Вот какие порядки царили в военно-санитарном ведомстве во время боевых действий.

В Варшаве я побывал у генерала Рузского[100]. Главнокомандующий производил самое приятное впечатление. Удивительно скромный, почти застенчивый. Я в разговоре назвал его народным героем и сказал, что счел долгом явиться к нему по приезде в Варшаву. Он страшно смутился, замахал руками:

— Да, что вы… при чем тут я?

Из Варшавы я испросил у в. к. Николая Николаевича разрешения приехать в Ставку. Мне хотелось довести до сведения главнокомандующего то, что я видел и слышал в Варшаве. Генерал Рузский жаловался в разговоре на недостаток в снарядах[101] и дурное обмундирование; особенно плохо обстояло дело с сапогами. На Карпатах солдаты сражались босиком, и уполномоченный земского союза просил об этом похлопотать. Рузский говорил, что отсутствие снарядов создает чрезвычайно тяжелое положение: чтобы удержаться, приходится искусно маневрировать.

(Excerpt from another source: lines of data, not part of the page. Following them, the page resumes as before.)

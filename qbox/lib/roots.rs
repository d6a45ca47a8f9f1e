//! Matching conditions for the finite square well and a seeded local root
//! search over them.
//!
//! Continuity of the wavefunction and its derivative at `x = a` gives, for
//! `k = √(2 m E) / ħ` and `γ = √(2 m (V0 - E)) / ħ`,
//! ```text
//! even:  k tan(k a) - γ = 0
//! odd:  -k cot(k a) - γ = 0
//! ```
//! Both have poles wherever the trigonometric factor diverges, so the search
//! itself is performed on the pole-free forms obtained by multiplying through
//! by `cos(k a)` (even) or `-sin(k a)` (odd),
//! ```text
//! even:  k sin(k a) - γ cos(k a) = 0
//! odd:   k cos(k a) + γ sin(k a) = 0
//! ```
//! which share exactly the same zeros inside `(0, V0)` (at a pole the pole-free
//! form evaluates to `±k ≠ 0`). Candidates are then accepted or rejected using
//! the untransformed conditions.

use std::f64::consts::PI;
use serde::{ Deserialize, Serialize };
use crate::{
    error::{ FError, NoConvergence },
    potential::WellParameters,
    DEF_EPSILON,
    DEF_MAXITERS,
    DEF_SCAN_STEPS,
};

/// Number of seeds per parity.
pub const NUM_SEEDS: usize = 9;

// fraction of the band excluded at either edge when scanning for sign changes
const BAND_MARGIN: f64 = 1e-12;

/// Symmetry class of a bound state under `x → -x`.
#[derive(Copy, Clone, Debug, PartialEq, Eq, Hash, Serialize, Deserialize)]
#[serde(rename_all = "lowercase")]
pub enum Parity {
    /// `ψ(-x) = ψ(x)`
    Even,
    /// `ψ(-x) = -ψ(x)`
    Odd,
}

impl Parity {
    /// Return `true` if `self` is `Even`.
    pub fn is_even(&self) -> bool { matches!(self, Self::Even) }

    /// Return `true` if `self` is `Odd`.
    pub fn is_odd(&self) -> bool { matches!(self, Self::Odd) }

    /// Sign picked up by the wavefunction under reflection.
    pub fn reflection_sign(&self) -> f64 {
        match self {
            Self::Even => 1.0,
            Self::Odd => -1.0,
        }
    }

    /// Initial energy guesses for this parity in a well of depth `depth`:
    /// `depth (n - 1/2) / 10` for even states and `depth n / 10` for odd
    /// states, `n = 1, ..., 9`.
    pub fn seeds(self, depth: f64) -> impl Iterator<Item = f64> {
        let offset = if self.is_even() { 0.5 } else { 0.0 };
        (1..=NUM_SEEDS)
            .map(move |n| depth * (n as f64 - offset) / 10.0)
    }
}

/// Evaluate the matching condition for `parity` at energy `e`.
///
/// Returns `+∞` outside the open band `(0, V0)`, where the wave numbers are
/// not real and no bound state can exist.
pub fn matching(params: &WellParameters, parity: Parity, e: f64) -> f64 {
    if e <= 0.0 || e >= params.depth() || e.is_nan() { return f64::INFINITY; }
    let k = params.k(e);
    let gamma = params.gamma(e);
    let ka = k * params.half_width();
    match parity {
        Parity::Even => k * ka.tan() - gamma,
        Parity::Odd => -k / ka.tan() - gamma,
    }
}

// pole-free form of `matching`; defined on the closed band [0, V0]
fn matching_smooth(params: &WellParameters, parity: Parity, e: f64) -> f64 {
    let k = params.k(e);
    let gamma = params.gamma(e);
    let (s, c) = (k * params.half_width()).sin_cos();
    match parity {
        Parity::Even => k * s - gamma * c,
        Parity::Odd => k * c + gamma * s,
    }
}

/// Tolerances for the seeded root search.
#[derive(Copy, Clone, Debug, PartialEq, Serialize, Deserialize)]
#[serde(default)]
pub struct SolveConfig {
    /// Acceptance bound on the matching condition at a root, also used as
    /// the distance below which two energies are the same state (default:
    /// `1e-6`).
    pub epsilon: f64,
    /// Maximum number of refinement iterations per seed (default: `1000`).
    pub maxiters: usize,
    /// Minimum number of steps the band is divided into when scanning for
    /// sign changes; raised automatically for deep wells (default: `200`).
    pub scan_steps: usize,
}

impl Default for SolveConfig {
    fn default() -> Self {
        Self {
            epsilon: DEF_EPSILON,
            maxiters: DEF_MAXITERS,
            scan_steps: DEF_SCAN_STEPS,
        }
    }
}

impl SolveConfig {
    pub(crate) fn check(&self) -> Result<(), FError> {
        FError::check_epsilon(self.epsilon)?;
        FError::check_maxiters(self.maxiters)?;
        FError::check_scan_steps(self.scan_steps)?;
        Ok(())
    }
}

#[derive(Copy, Clone, Debug)]
struct Bracket {
    e: (f64, f64),
    g: (f64, f64),
}

impl Bracket {
    fn distance(&self, e: f64) -> f64 {
        let (l, r) = self.e;
        if e < l { l - e } else if e > r { e - r } else { 0.0 }
    }
}

/// Seeded root search on the matching condition of a single parity.
#[derive(Copy, Clone, Debug)]
pub struct RootFinder<'a> {
    params: &'a WellParameters,
    parity: Parity,
    config: SolveConfig,
}

impl<'a> RootFinder<'a> {
    /// Create a new root finder.
    ///
    /// Fails if any of the tolerances in `config` is non-positive.
    pub fn new(params: &'a WellParameters, parity: Parity, config: SolveConfig)
        -> Result<Self, FError>
    {
        config.check()?;
        Ok(Self { params, parity, config })
    }

    /// The parity whose matching condition is searched.
    pub fn parity(&self) -> Parity { self.parity }

    /// Evaluate the matching condition; see [`matching`].
    pub fn eval(&self, e: f64) -> f64 { matching(self.params, self.parity, e) }

    fn eval_smooth(&self, e: f64) -> f64 {
        matching_smooth(self.params, self.parity, e)
    }

    /// Find the root of the matching condition nearest to `guess`.
    ///
    /// Every sign change of the matching condition in `(0, V0)` is bracketed
    /// (see [`Self::search_seeds`]), the bracket closest to `guess` is
    /// narrowed by a safeguarded secant (Illinois) iteration, and the result
    /// is accepted only if it lies strictly inside `(0, V0)` and the matching
    /// condition there is smaller than `epsilon` in magnitude.
    pub fn search(&self, guess: f64) -> Result<f64, NoConvergence> {
        if guess.is_nan() { return Err(NoConvergence::NoBracket(guess)); }
        let bracket = self.brackets().into_iter()
            .min_by(|l, r| l.distance(guess).total_cmp(&r.distance(guess)))
            .ok_or(NoConvergence::NoBracket(guess))?;
        self.accept(self.refine(bracket))
    }

    /// Run a search for every seed of this parity.
    ///
    /// The sign changes of the matching condition are handed to the seeds in
    /// ascending order, so the `n`-th seed refines the `n`-th lowest root and
    /// no two seeds converge to the same state. Seeds left without a sign
    /// change report [`NoConvergence::NoBracket`].
    pub fn search_seeds(&self) -> Vec<Result<f64, NoConvergence>> {
        let brackets = self.brackets();
        self.parity.seeds(self.params.depth())
            .enumerate()
            .map(|(j, guess)| -> Result<f64, NoConvergence> {
                let bracket = brackets.get(j).copied()
                    .ok_or(NoConvergence::NoBracket(guess))?;
                self.accept(self.refine(bracket))
            })
            .collect()
    }

    fn accept(&self, e: f64) -> Result<f64, NoConvergence> {
        if e <= 0.0 || e >= self.params.depth() || !e.is_finite() {
            return Err(NoConvergence::OutOfBand(e));
        }
        let residual = self.eval(e).abs();
        if residual < self.config.epsilon {
            Ok(e)
        } else {
            Err(NoConvergence::Residual(e, residual))
        }
    }

    // bracket every sign change of the pole-free form, lowest first
    //
    // sample points are evenly spaced in `k a` rather than in energy, at no
    // more than π/4 apart; roots of a single parity are more than π/2 apart in
    // `k a`, so each interval holds at most one of them
    fn brackets(&self) -> Vec<Bracket> {
        let depth = self.params.depth();
        let lo = depth * BAND_MARGIN;
        let hi = depth * (1.0 - BAND_MARGIN);
        let min_steps = (4.0 * self.params.strength() / PI).ceil() as usize;
        let steps = self.config.scan_steps.max(min_steps);
        let energy = |j: usize| -> f64 {
            lo + (hi - lo) * (j as f64 / steps as f64).powi(2)
        };

        let mut brackets: Vec<Bracket> = Vec::new();
        let mut prev = (lo, self.eval_smooth(lo));
        for j in 1..=steps {
            let e = energy(j);
            let g = self.eval_smooth(e);
            // a zero landing on a sample point closes the interval before it
            if prev.1 != 0.0 && prev.1 * g <= 0.0 {
                brackets.push(Bracket { e: (prev.0, e), g: (prev.1, g) });
            }
            prev = (e, g);
        }
        brackets
    }

    // Illinois-modified regula falsi; the sign change is kept between the two
    // working points at all times
    fn refine(&self, bracket: Bracket) -> f64 {
        let Bracket { e: (mut ea, mut eb), g: (mut ga, mut gb) } = bracket;
        if ga == 0.0 { return ea; }
        if gb == 0.0 { return eb; }
        let mut ec: f64;
        let mut gc: f64;
        for _ in 0..self.config.maxiters {
            ec = eb - gb * (eb - ea) / (gb - ga);
            if !(ec > ea.min(eb) && ec < ea.max(eb)) {
                ec = (ea + eb) / 2.0;
            }
            gc = self.eval_smooth(ec);
            if gc == 0.0 { return ec; }
            if gc * gb < 0.0 {
                ea = eb;
                ga = gb;
            } else {
                ga /= 2.0;
            }
            eb = ec;
            gb = gc;
            if (eb - ea).abs() <= 4.0 * f64::EPSILON * eb.abs() { break; }
        }
        eb
    }
}

#[cfg(test)]
mod tests {
    use super::*;
    use std::f64::consts::FRAC_PI_2;
    use approx::assert_relative_eq;

    fn params(depth: f64) -> WellParameters {
        WellParameters::new(1.0, depth, 1.0, 1.0).unwrap()
    }

    #[test]
    fn seeds_span_the_band() {
        let even: Vec<f64> = Parity::Even.seeds(10.0).collect();
        let odd: Vec<f64> = Parity::Odd.seeds(10.0).collect();
        assert_eq!(even.len(), NUM_SEEDS);
        assert_eq!(odd.len(), NUM_SEEDS);
        assert_relative_eq!(even[0], 0.5);
        assert_relative_eq!(even[8], 8.5);
        assert_relative_eq!(odd[0], 1.0);
        assert_relative_eq!(odd[8], 9.0);
    }

    #[test]
    fn matching_guards_domain() {
        let p = params(10.0);
        for parity in [Parity::Even, Parity::Odd] {
            assert_eq!(matching(&p, parity, 0.0), f64::INFINITY);
            assert_eq!(matching(&p, parity, -1.0), f64::INFINITY);
            assert_eq!(matching(&p, parity, 10.0), f64::INFINITY);
            assert_eq!(matching(&p, parity, 11.0), f64::INFINITY);
            assert_eq!(matching(&p, parity, f64::NAN), f64::INFINITY);
            assert!(matching(&p, parity, 5.0).is_finite());
        }
    }

    #[test]
    fn smooth_form_shares_zeros() {
        let p = params(50.0);
        let finder = RootFinder::new(&p, Parity::Even, SolveConfig::default())
            .unwrap();
        let e = finder.search(2.5).unwrap();
        assert!(matching_smooth(&p, Parity::Even, e).abs() < 1e-9);
        assert!(matching(&p, Parity::Even, e).abs() < 1e-6);
    }

    #[test]
    fn finds_nearest_root_below_first_seed() {
        // for z0 = 10 the ground state sits at ka ≈ 1.43, below the first
        // even seed
        let p = params(50.0);
        let finder = RootFinder::new(&p, Parity::Even, SolveConfig::default())
            .unwrap();
        let e = finder.search(2.5).unwrap();
        let ka = p.k(e) * p.half_width();
        assert!(ka > 0.0 && ka < std::f64::consts::FRAC_PI_2);
        assert_relative_eq!(ka * ka.tan(), (100.0 - ka * ka).sqrt(), max_relative = 1e-9);
    }

    #[test]
    fn odd_roots_satisfy_odd_condition() {
        let p = params(50.0);
        let finder = RootFinder::new(&p, Parity::Odd, SolveConfig::default())
            .unwrap();
        let found: Vec<f64>
            = finder.search_seeds().into_iter()
            .filter_map(Result::ok)
            .collect();
        assert!(!found.is_empty());
        for e in found {
            let ka = p.k(e) * p.half_width();
            // odd states live on branches where cot(ka) < 0
            assert!(ka.tan() < 0.0);
            assert!(matching(&p, Parity::Odd, e).abs() < 1e-6);
        }
    }

    #[test]
    fn shallow_well_has_no_odd_state() {
        // z0 < π/2: the odd condition has no zero in the band
        let p = params(0.01);
        let finder = RootFinder::new(&p, Parity::Odd, SolveConfig::default())
            .unwrap();
        assert!(finder.search_seeds().iter().all(Result::is_err));
        assert_eq!(finder.search(0.005), Err(NoConvergence::NoBracket(0.005)));
    }

    #[test]
    fn seeds_take_the_lowest_roots_in_order() {
        // z0 = 100√2 supports 45 states of each parity, far more than the
        // seeds can hold
        let p = params(1.0e4);
        for parity in [Parity::Even, Parity::Odd] {
            let finder = RootFinder::new(&p, parity, SolveConfig::default())
                .unwrap();
            let found: Vec<f64>
                = finder.search_seeds().into_iter()
                .map(Result::unwrap)
                .collect();
            assert_eq!(found.len(), NUM_SEEDS);
            // the j-th root of either parity lies on the j-th branch of
            // width π/2 assigned to that parity
            found.iter().enumerate()
                .for_each(|(j, e)| {
                    let branch = (p.k(*e) * p.half_width() / FRAC_PI_2).floor();
                    let expected = match parity {
                        Parity::Even => 2 * j,
                        Parity::Odd => 2 * j + 1,
                    };
                    assert_eq!(branch as usize, expected);
                });
        }
    }

    #[test]
    fn search_picks_the_closest_root() {
        let p = params(50.0);
        let finder = RootFinder::new(&p, Parity::Odd, SolveConfig::default())
            .unwrap();
        // odd roots at E ≈ 4.07, 16.13, 35.47
        assert_relative_eq!(finder.search(15.0).unwrap(), 16.1267, epsilon = 1e-3);
        assert_relative_eq!(finder.search(49.0).unwrap(), 35.4749, epsilon = 1e-3);
        assert_relative_eq!(finder.search(0.1).unwrap(), 4.0679, epsilon = 1e-3);
        assert!(matches!(finder.search(f64::NAN), Err(NoConvergence::NoBracket(_))));
    }

    #[test]
    fn rejects_bad_config() {
        let p = params(1.0);
        let bad = SolveConfig { epsilon: 0.0, ..SolveConfig::default() };
        assert!(matches!(
            RootFinder::new(&p, Parity::Even, bad),
            Err(FError::BadEpsilon(_)),
        ));
        let bad = SolveConfig { maxiters: 0, ..SolveConfig::default() };
        assert!(matches!(
            RootFinder::new(&p, Parity::Even, bad),
            Err(FError::BadMaxiters(0)),
        ));
        let bad = SolveConfig { scan_steps: 0, ..SolveConfig::default() };
        assert!(matches!(
            RootFinder::new(&p, Parity::Even, bad),
            Err(FError::BadScanSteps(0)),
        ));
    }
}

Госпитали и лазареты Кр. Креста, которые пришлось видеть, оказались на высоте. Скверно было только в военных госпиталях: там постановка была небрежной, чувствовался недостаток в перевязочных средствах, а главное — не было согласованности между ведомствами. Чтобы дойти на фронте от военных госпиталей до госпиталей Кр. Креста, иногда приходилось тащиться пешком десять и больше верст, негде было даже нанять телеги, так как жители либо бежали, либо были разорены.

Принял великий князь меня любезно, сказал, что он должен ехать в Брест на совет командующих армиями, и предложил проехать туда с ним. Мое предложение о приспособлении арб, наложенных сеном, для перевозки раненых встретило полное сочувствие, и через несколько дней в нашей губернии уже шла реквизиция, и арбы и лошади поехали на фронт.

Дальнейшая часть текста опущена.